# WHAT TO WORK ON
Output all the data exactly.

# DATA UNDER STUDY

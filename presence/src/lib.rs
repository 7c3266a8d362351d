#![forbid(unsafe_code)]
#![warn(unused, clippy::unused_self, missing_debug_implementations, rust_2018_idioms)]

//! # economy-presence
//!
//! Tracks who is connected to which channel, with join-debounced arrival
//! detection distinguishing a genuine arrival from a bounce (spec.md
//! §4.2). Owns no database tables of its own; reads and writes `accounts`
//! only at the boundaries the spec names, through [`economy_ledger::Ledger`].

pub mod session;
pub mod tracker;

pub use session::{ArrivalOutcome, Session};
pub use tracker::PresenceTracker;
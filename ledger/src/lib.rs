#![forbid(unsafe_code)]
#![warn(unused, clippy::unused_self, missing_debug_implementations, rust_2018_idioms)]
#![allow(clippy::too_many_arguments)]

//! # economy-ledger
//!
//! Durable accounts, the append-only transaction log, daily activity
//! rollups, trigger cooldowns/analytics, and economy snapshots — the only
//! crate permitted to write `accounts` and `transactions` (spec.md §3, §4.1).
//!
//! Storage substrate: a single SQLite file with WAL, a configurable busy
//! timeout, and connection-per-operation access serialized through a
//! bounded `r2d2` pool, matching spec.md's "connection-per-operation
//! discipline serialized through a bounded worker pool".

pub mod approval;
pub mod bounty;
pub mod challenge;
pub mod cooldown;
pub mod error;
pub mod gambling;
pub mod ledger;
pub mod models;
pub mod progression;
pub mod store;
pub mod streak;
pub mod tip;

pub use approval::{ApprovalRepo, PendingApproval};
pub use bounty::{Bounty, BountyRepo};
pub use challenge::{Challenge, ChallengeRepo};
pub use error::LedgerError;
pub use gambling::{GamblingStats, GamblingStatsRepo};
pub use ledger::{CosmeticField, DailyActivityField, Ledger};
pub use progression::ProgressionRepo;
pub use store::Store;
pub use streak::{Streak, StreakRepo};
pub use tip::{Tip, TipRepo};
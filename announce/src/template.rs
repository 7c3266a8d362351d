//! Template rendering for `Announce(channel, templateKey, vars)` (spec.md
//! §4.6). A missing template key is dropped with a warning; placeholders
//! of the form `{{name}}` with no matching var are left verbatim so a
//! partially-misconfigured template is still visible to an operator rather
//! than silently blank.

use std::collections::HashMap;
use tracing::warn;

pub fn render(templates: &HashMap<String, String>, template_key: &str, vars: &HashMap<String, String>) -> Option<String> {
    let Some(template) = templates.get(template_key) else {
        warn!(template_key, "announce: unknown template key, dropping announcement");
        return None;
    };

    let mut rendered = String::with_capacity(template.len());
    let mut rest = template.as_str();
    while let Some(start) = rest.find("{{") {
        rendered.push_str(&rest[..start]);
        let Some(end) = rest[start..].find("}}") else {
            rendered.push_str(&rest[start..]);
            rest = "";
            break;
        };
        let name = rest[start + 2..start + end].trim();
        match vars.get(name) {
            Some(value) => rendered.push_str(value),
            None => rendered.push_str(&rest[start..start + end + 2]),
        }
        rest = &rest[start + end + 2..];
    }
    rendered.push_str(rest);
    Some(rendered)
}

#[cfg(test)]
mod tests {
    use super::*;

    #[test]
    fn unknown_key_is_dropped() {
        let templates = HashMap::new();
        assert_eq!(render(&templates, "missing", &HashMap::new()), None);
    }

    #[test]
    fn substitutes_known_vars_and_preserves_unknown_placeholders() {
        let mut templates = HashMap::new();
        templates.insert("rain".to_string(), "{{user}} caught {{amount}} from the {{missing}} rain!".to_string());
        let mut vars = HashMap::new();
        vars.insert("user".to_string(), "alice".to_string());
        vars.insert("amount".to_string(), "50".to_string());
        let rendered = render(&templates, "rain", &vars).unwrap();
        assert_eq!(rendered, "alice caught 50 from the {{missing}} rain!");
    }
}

# WRITTEN SOLUTION
filename presence/src/lib.rs
repository 7c3266a8d362351d
#![forbid(unsafe_code)]
#![warn(unused, clippy::unused_self, missing_debug_implementations, rust_2018_idioms)]

//! # economy-presence
//!
//! Tracks who is connected to which channel, with join-debounced arrival
//! detection distinguishing a genuine arrival from a bounce (spec.md
//! §4.2). Owns no database tables of its own; reads and writes `accounts`
//! only at the boundaries the spec names, through [`economy_ledger::Ledger`].

pub mod session;
pub mod tracker;

pub use session::{ArrivalOutcome, Session};
pub use tracker::PresenceTracker;
filename ledger/src/lib.rs
#![forbid(unsafe_code)]
#![warn(unused, clippy::unused_self, missing_debug_implementations, rust_2018_idioms)]
#![allow(clippy::too_many_arguments)]

//! # economy-ledger
//!
//! Durable accounts, the append-only transaction log, daily activity
//! rollups, trigger cooldowns/analytics, and economy snapshots — the only
//! crate permitted to write `accounts` and `transactions` (spec.md §3, §4.1).
//!
//! Storage substrate: a single SQLite file with WAL, a configurable busy
//! timeout, and connection-per-operation access serialized through a
//! bounded `r2d2` pool, matching spec.md's "connection-per-operation
//! discipline serialized through a bounded worker pool".

pub mod approval;
pub mod bounty;
pub mod challenge;
pub mod cooldown;
pub mod error;
pub mod gambling;
pub mod ledger;
pub mod models;
pub mod progression;
pub mod store;
pub mod streak;
pub mod tip;

pub use approval::{ApprovalRepo, PendingApproval};
pub use bounty::{Bounty, BountyRepo};
pub use challenge::{Challenge, ChallengeRepo};
pub use error::LedgerError;
pub use gambling::{GamblingStats, GamblingStatsRepo};
pub use ledger::{CosmeticField, DailyActivityField, Ledger};
pub use progression::ProgressionRepo;
pub use store::Store;
pub use streak::{Streak, StreakRepo};
pub use tip::{Tip, TipRepo};
filename announce/src/template.rs
repository 7c3266a8d362351d
//! Template rendering for `Announce(channel, templateKey, vars)` (spec.md
//! §4.6). A missing template key is dropped with a warning; placeholders
//! of the form `{{name}}` with no matching var are left verbatim so a
//! partially-misconfigured template is still visible to an operator rather
//! than silently blank.

use std::collections::HashMap;
use tracing::warn;

pub fn render(templates: &HashMap<String, String>, template_key: &str, vars: &HashMap<String, String>) -> Option<String> {
    let Some(template) = templates.get(template_key) else {
        warn!(template_key, "announce: unknown template key, dropping announcement");
        return None;
    };

    let mut rendered = String::with_capacity(template.len());
    let mut rest = template.as_str();
    while let Some(start) = rest.find("{{") {
        rendered.push_str(&rest[..start]);
        let Some(end) = rest[start..].find("}}") else {
            rendered.push_str(&rest[start..]);
            rest = "";
            break;
        };
        let name = rest[start + 2..start + end].trim();
        match vars.get(name) {
            Some(value) => rendered.push_str(value),
            None => rendered.push_str(&rest[start..start + end + 2]),
        }
        rest = &rest[start + end + 2..];
    }
    rendered.push_str(rest);
    Some(rendered)
}

#[cfg(test)]
mod tests {
    use super::*;

    #[test]
    fn unknown_key_is_dropped() {
        let templates = HashMap::new();
        assert_eq!(render(&templates, "missing", &HashMap::new()), None);
    }

    #[test]
    fn substitutes_known_vars_and_preserves_unknown_placeholders() {
        let mut templates = HashMap::new();
        templates.insert("rain".to_string(), "{{user}} caught {{amount}} from the {{missing}} rain!".to_string());
        let mut vars = HashMap::new();
        vars.insert("user".to_string(), "alice".to_string());
        vars.insert("amount".to_string(), "50".to_string());
        let rendered = render(&templates, "rain", &vars).unwrap();
        assert_eq!(rendered, "alice caught 50 from the {{missing}} rain!");
    }
}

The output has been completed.